Exercise: The answer must consist of each line below that contains the string "this".
————————
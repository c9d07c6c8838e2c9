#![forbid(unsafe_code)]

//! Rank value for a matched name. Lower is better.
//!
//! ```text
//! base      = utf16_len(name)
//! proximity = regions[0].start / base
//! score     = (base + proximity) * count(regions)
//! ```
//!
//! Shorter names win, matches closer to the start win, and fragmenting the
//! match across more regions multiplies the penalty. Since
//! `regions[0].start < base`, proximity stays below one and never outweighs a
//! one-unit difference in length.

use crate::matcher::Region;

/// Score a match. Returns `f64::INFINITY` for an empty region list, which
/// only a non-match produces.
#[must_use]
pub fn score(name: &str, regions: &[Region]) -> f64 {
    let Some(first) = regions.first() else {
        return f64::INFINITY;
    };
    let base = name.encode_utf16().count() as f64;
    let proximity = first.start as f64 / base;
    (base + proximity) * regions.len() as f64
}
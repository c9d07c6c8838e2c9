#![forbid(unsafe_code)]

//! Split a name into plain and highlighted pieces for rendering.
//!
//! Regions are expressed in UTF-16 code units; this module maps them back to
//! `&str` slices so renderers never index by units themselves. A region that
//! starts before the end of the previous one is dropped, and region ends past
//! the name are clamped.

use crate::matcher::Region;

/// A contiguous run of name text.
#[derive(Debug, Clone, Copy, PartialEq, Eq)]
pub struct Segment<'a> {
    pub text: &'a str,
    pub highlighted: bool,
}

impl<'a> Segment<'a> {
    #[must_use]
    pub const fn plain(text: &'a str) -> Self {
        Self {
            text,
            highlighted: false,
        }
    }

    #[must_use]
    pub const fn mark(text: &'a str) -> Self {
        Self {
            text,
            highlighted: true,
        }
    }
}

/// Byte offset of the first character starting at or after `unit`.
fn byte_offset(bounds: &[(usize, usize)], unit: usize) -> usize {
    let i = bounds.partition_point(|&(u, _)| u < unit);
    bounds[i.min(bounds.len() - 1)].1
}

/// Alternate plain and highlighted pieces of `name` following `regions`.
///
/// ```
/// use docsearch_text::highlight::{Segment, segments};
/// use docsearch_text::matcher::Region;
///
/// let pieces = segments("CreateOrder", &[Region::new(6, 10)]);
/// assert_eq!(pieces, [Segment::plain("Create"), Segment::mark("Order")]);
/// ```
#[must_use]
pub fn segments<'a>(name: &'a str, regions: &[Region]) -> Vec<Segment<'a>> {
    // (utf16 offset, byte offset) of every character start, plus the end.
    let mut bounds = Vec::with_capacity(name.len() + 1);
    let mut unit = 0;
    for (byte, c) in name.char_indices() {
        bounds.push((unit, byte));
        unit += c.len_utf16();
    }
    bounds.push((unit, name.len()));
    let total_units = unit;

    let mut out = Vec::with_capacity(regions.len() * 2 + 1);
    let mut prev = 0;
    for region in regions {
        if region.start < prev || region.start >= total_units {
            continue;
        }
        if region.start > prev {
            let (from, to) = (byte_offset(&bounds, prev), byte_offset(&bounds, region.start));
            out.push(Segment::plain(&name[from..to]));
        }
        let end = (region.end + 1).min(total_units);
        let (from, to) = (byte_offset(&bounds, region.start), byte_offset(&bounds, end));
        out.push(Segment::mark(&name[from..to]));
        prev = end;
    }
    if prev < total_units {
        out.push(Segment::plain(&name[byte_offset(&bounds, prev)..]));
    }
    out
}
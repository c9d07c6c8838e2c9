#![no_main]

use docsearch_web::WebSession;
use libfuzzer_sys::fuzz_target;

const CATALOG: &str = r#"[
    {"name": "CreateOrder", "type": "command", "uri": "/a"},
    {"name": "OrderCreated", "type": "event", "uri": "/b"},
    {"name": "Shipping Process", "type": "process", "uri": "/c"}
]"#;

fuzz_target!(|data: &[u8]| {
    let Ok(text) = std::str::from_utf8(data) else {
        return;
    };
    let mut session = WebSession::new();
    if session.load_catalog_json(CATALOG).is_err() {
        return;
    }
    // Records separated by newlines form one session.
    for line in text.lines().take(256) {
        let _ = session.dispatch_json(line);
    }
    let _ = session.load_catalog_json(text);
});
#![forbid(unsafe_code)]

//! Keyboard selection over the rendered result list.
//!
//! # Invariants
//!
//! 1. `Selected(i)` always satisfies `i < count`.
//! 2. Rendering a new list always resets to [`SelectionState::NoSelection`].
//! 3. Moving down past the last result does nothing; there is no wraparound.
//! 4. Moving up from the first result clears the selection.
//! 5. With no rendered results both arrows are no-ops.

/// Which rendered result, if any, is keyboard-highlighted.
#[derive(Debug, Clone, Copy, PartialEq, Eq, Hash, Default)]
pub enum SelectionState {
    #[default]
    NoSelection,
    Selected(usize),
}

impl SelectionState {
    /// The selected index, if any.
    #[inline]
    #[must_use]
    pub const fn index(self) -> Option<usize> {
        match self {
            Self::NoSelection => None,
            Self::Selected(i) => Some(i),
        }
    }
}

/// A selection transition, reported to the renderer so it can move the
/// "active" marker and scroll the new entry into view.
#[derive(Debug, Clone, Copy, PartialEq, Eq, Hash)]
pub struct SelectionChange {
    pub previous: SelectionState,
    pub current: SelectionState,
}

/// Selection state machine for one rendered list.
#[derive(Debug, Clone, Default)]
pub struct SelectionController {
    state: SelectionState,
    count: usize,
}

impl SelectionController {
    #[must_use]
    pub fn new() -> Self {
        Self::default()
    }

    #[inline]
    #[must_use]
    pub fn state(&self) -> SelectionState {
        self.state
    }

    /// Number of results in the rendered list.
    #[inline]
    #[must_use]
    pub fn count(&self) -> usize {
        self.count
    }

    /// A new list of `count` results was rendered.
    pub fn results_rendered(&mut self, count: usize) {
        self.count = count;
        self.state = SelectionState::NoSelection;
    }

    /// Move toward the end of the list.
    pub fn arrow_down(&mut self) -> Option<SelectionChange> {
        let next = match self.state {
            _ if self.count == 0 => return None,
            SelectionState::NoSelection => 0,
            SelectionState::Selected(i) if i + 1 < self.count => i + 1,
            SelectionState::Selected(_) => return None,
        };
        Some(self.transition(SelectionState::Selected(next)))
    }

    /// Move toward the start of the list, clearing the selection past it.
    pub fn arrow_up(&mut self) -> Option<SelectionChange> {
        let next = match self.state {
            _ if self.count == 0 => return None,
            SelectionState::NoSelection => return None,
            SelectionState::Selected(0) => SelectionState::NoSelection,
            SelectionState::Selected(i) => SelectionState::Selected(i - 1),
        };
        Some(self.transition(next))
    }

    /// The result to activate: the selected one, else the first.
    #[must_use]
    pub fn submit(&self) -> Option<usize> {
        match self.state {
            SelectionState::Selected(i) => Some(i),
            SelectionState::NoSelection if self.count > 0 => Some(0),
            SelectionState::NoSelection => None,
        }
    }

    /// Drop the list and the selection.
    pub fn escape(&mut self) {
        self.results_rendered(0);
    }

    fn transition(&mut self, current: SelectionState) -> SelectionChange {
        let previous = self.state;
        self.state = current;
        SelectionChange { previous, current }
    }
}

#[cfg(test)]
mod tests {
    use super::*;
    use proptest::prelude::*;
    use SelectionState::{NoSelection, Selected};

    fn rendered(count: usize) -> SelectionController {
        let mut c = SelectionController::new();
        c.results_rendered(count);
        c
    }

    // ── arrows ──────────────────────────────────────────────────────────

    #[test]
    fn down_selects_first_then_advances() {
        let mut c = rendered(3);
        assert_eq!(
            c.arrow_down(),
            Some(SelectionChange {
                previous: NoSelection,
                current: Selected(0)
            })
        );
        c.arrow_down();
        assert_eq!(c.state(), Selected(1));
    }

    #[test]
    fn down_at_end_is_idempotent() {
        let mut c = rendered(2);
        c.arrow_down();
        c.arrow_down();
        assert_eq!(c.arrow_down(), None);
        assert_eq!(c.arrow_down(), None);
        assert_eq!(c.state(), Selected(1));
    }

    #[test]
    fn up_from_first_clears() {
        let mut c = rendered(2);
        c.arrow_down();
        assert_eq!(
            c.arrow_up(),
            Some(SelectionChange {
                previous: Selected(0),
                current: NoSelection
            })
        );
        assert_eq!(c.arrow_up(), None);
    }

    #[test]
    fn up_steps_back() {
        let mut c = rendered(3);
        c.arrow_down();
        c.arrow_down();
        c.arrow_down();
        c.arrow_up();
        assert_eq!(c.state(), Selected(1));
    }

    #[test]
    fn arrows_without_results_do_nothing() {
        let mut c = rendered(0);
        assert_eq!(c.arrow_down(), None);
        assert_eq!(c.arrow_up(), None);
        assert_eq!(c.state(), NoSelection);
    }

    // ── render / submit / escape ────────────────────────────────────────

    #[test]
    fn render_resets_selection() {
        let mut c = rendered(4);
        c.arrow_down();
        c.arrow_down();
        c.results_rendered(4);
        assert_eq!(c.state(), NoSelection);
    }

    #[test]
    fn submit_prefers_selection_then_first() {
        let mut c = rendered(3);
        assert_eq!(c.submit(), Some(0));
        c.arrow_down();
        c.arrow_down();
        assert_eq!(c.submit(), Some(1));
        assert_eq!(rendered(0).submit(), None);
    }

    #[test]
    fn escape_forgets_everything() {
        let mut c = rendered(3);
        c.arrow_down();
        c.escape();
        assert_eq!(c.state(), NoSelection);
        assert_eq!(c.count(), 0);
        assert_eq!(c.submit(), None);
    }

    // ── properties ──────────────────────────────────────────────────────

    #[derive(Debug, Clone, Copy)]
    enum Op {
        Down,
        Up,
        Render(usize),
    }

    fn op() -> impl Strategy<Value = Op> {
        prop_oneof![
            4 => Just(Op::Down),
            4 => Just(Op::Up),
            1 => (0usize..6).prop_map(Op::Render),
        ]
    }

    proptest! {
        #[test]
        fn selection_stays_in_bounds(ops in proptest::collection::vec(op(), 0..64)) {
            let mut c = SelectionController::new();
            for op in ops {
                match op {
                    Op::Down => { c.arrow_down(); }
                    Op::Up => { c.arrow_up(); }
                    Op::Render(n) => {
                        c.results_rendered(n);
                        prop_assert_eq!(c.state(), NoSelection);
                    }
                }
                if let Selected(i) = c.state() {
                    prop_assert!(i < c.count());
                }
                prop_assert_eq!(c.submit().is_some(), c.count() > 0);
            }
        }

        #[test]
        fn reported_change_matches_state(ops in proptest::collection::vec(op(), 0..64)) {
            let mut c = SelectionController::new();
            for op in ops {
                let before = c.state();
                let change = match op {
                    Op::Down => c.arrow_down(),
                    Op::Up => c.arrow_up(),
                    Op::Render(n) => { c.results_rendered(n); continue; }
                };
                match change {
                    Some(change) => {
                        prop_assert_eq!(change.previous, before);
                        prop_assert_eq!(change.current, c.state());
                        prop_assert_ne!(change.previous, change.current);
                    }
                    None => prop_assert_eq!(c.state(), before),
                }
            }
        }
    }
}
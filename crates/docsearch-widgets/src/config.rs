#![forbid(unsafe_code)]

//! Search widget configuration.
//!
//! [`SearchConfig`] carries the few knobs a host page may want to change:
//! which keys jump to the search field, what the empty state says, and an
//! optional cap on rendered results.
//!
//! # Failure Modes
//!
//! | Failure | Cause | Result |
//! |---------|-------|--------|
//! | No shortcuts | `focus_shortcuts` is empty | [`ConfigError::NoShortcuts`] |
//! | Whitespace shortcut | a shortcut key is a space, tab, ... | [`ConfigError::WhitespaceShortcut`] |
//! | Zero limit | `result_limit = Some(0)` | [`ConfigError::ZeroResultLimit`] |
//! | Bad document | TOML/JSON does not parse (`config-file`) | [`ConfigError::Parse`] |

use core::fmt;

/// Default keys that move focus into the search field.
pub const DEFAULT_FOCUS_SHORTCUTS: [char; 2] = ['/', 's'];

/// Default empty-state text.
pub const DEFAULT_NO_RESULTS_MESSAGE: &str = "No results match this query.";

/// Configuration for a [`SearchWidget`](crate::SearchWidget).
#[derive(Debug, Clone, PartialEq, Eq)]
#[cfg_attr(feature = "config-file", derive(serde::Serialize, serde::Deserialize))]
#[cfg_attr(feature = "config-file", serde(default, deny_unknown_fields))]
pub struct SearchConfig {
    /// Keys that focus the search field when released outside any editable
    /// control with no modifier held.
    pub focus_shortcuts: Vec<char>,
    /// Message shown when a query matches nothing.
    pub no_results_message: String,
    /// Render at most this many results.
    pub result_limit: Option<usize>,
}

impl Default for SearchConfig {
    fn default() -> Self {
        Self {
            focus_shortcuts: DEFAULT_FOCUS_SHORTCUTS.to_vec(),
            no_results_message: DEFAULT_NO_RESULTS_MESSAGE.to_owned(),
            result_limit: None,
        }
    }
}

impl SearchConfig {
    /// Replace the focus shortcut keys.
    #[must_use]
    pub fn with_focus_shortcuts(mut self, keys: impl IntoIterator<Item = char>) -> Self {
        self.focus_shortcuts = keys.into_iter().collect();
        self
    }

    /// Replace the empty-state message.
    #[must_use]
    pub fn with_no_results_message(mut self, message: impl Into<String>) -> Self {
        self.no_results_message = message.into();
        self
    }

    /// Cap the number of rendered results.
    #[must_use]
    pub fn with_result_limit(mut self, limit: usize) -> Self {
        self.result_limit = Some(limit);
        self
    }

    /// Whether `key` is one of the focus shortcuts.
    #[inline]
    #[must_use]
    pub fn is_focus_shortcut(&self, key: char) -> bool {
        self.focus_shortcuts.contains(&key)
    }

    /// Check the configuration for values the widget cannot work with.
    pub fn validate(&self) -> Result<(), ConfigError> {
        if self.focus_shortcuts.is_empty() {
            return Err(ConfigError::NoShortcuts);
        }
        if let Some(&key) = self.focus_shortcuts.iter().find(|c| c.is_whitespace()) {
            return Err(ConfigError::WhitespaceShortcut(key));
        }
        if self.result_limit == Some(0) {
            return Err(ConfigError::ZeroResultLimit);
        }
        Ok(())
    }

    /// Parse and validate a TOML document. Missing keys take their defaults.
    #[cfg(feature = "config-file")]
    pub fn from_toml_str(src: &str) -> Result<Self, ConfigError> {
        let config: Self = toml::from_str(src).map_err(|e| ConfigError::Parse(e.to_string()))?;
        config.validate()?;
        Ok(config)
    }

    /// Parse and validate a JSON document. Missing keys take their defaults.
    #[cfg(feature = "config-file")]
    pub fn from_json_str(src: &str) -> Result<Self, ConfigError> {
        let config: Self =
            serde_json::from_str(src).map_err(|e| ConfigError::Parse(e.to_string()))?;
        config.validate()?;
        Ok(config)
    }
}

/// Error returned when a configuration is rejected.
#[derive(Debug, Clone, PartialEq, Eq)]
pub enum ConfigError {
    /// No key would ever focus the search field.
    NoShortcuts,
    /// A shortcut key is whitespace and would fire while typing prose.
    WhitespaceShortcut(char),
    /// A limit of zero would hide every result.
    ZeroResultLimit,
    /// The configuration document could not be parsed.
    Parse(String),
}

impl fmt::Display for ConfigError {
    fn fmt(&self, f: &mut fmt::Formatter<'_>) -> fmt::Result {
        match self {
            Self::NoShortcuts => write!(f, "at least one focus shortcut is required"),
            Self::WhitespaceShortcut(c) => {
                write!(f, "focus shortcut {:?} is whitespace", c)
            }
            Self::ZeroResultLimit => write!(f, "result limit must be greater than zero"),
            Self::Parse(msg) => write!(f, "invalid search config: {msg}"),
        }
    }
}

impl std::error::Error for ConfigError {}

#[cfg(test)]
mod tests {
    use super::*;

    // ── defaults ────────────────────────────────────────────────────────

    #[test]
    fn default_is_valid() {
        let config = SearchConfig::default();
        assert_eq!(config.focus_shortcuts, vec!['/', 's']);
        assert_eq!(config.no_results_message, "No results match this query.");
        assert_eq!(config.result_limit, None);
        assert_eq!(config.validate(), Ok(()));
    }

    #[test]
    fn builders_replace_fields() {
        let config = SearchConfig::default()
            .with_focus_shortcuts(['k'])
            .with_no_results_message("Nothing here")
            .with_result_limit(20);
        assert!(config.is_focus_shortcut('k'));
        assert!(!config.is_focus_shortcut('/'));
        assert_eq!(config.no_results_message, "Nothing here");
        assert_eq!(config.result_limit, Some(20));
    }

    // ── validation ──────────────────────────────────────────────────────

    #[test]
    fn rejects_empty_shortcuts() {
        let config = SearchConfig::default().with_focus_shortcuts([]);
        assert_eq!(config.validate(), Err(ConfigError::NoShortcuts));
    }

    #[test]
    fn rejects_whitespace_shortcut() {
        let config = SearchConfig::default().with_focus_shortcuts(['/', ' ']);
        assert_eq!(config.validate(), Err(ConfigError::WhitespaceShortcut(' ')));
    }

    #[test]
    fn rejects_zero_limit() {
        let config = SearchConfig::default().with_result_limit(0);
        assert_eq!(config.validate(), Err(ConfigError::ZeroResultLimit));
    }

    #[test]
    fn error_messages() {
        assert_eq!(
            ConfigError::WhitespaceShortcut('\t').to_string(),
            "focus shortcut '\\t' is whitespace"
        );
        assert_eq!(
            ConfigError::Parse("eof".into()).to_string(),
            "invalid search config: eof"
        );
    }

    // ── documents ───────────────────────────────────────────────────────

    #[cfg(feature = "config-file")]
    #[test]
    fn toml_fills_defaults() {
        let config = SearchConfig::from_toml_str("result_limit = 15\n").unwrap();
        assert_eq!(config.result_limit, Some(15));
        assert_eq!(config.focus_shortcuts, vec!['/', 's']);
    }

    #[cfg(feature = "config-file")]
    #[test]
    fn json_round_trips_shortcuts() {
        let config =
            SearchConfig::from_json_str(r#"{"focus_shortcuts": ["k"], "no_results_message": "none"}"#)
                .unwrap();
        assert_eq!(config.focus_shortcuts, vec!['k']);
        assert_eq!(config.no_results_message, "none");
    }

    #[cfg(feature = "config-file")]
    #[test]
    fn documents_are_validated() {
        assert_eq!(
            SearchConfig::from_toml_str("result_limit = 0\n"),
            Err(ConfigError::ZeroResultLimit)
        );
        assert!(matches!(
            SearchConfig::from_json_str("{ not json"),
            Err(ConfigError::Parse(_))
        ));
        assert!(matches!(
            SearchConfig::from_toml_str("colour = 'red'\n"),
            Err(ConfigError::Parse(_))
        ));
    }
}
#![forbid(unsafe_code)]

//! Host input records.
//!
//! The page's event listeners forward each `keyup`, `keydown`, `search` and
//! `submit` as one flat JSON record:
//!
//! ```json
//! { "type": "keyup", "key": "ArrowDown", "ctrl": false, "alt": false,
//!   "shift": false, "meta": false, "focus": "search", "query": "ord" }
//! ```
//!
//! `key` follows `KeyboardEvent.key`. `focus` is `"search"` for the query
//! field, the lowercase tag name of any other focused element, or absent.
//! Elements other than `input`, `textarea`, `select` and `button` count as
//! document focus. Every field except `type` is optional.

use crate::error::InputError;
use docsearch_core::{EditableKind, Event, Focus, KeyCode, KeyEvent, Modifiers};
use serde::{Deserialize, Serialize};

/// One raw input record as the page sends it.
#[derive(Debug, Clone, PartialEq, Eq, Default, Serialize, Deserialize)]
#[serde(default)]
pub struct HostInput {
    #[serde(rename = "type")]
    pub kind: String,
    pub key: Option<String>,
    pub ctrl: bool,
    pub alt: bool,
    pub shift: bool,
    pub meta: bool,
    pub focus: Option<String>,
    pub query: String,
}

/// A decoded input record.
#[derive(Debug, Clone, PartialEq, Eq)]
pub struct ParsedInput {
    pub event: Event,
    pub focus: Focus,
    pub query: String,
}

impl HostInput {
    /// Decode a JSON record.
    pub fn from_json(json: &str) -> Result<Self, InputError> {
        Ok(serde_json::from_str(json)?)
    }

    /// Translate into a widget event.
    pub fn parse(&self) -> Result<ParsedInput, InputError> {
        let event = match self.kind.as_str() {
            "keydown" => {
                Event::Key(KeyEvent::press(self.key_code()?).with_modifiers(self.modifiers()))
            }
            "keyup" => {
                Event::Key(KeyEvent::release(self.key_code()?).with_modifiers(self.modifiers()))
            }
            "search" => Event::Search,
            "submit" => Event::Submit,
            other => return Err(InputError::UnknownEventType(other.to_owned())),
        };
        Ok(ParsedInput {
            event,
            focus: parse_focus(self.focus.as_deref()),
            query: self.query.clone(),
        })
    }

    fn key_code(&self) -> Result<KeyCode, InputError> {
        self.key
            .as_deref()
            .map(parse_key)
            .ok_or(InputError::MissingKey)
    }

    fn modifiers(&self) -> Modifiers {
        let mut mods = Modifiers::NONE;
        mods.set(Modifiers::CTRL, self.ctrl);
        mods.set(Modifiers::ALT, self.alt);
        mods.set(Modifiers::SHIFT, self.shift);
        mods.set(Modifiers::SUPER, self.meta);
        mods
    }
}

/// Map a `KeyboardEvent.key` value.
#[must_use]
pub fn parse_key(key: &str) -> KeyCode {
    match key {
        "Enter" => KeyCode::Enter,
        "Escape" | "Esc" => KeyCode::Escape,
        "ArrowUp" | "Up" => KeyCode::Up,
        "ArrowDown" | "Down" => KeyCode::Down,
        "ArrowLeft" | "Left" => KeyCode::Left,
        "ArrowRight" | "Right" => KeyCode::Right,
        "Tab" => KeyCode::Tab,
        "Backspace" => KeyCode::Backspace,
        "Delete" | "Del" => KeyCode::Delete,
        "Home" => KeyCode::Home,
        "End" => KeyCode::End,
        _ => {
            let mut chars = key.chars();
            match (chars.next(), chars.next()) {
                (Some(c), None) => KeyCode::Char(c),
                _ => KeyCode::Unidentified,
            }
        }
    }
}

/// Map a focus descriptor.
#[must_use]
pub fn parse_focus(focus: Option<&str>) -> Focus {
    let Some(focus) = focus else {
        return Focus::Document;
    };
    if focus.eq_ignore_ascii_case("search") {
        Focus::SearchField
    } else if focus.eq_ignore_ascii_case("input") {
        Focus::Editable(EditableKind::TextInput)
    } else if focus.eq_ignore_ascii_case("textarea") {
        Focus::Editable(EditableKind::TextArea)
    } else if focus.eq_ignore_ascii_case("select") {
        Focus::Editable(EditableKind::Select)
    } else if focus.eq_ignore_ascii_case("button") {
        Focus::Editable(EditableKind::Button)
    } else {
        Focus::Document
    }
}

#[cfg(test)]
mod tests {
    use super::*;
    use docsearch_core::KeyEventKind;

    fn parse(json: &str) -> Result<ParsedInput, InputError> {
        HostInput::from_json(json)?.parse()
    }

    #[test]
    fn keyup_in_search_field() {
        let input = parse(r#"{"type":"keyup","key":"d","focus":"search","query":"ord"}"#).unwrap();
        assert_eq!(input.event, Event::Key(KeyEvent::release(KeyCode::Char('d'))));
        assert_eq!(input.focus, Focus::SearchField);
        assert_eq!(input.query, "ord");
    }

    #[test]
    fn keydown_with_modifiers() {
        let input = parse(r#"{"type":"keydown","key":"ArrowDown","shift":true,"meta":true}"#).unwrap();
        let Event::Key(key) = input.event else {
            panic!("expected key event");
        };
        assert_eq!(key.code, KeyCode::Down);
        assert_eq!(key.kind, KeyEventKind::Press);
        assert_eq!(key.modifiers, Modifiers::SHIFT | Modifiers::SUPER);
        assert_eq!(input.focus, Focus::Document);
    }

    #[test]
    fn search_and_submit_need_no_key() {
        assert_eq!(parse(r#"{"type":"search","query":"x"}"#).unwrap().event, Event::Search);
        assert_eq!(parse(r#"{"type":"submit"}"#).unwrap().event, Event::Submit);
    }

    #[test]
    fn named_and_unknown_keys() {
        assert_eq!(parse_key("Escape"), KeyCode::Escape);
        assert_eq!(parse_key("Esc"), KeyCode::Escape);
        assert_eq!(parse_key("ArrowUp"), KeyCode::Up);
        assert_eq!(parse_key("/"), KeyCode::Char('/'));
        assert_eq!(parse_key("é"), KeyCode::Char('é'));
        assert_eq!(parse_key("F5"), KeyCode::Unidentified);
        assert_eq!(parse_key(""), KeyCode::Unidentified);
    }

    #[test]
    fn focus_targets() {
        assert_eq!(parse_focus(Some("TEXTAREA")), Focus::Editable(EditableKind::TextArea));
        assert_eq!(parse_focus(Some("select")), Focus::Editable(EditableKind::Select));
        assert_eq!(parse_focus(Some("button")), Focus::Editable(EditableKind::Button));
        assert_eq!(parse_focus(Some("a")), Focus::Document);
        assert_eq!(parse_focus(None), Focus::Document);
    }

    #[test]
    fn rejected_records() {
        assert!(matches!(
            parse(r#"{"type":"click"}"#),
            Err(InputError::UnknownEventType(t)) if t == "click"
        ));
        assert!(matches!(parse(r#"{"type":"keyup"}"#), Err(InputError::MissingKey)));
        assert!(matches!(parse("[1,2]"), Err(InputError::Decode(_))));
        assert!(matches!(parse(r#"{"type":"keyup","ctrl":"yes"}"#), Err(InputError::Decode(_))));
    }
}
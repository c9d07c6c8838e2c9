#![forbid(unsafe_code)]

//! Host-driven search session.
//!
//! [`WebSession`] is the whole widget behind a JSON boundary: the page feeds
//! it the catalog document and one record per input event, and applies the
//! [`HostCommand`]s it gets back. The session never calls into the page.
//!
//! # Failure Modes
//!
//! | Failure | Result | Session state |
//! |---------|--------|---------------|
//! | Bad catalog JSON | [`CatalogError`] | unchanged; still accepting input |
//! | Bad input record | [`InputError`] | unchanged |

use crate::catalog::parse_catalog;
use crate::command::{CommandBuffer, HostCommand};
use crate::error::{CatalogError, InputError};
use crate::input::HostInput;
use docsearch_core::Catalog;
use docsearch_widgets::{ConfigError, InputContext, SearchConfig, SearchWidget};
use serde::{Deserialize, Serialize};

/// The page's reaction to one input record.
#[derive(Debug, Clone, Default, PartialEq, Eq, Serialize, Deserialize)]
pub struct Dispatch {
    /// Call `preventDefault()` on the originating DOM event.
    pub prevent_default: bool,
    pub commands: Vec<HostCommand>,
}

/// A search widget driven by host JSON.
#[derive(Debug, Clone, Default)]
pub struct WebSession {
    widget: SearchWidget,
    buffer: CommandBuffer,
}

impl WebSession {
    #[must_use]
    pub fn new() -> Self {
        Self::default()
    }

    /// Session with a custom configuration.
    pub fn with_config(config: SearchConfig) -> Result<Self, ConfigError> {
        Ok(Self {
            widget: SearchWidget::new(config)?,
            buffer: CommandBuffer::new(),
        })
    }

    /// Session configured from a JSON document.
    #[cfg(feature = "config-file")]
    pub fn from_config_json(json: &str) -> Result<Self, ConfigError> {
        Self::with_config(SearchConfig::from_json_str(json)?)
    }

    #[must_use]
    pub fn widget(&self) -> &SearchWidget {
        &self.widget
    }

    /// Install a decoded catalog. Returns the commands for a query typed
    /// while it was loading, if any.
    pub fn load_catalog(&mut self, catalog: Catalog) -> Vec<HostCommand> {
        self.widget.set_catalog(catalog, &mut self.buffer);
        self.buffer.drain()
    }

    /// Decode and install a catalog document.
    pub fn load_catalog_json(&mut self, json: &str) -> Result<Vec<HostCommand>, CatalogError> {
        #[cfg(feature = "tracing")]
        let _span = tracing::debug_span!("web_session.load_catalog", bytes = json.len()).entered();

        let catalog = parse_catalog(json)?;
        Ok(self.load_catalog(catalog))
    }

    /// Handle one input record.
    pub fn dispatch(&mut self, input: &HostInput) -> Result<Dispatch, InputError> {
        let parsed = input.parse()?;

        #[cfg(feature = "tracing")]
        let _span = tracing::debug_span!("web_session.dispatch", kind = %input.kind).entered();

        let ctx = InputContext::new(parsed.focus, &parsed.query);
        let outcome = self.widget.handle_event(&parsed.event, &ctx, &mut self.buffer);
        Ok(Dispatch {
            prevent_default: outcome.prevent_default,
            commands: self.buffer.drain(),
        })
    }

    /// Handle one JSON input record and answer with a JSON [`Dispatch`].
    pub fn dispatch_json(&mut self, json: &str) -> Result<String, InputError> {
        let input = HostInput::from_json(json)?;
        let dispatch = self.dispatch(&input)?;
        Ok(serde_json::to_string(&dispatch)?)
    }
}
————————
Output of the exercise:
//! Regions are expressed in UTF-16 code units; this module maps them back to
pub const DEFAULT_NO_RESULTS_MESSAGE: &str = "No results match this query.";
    /// Render at most this many results.
        assert_eq!(config.no_results_message, "No results match this query.");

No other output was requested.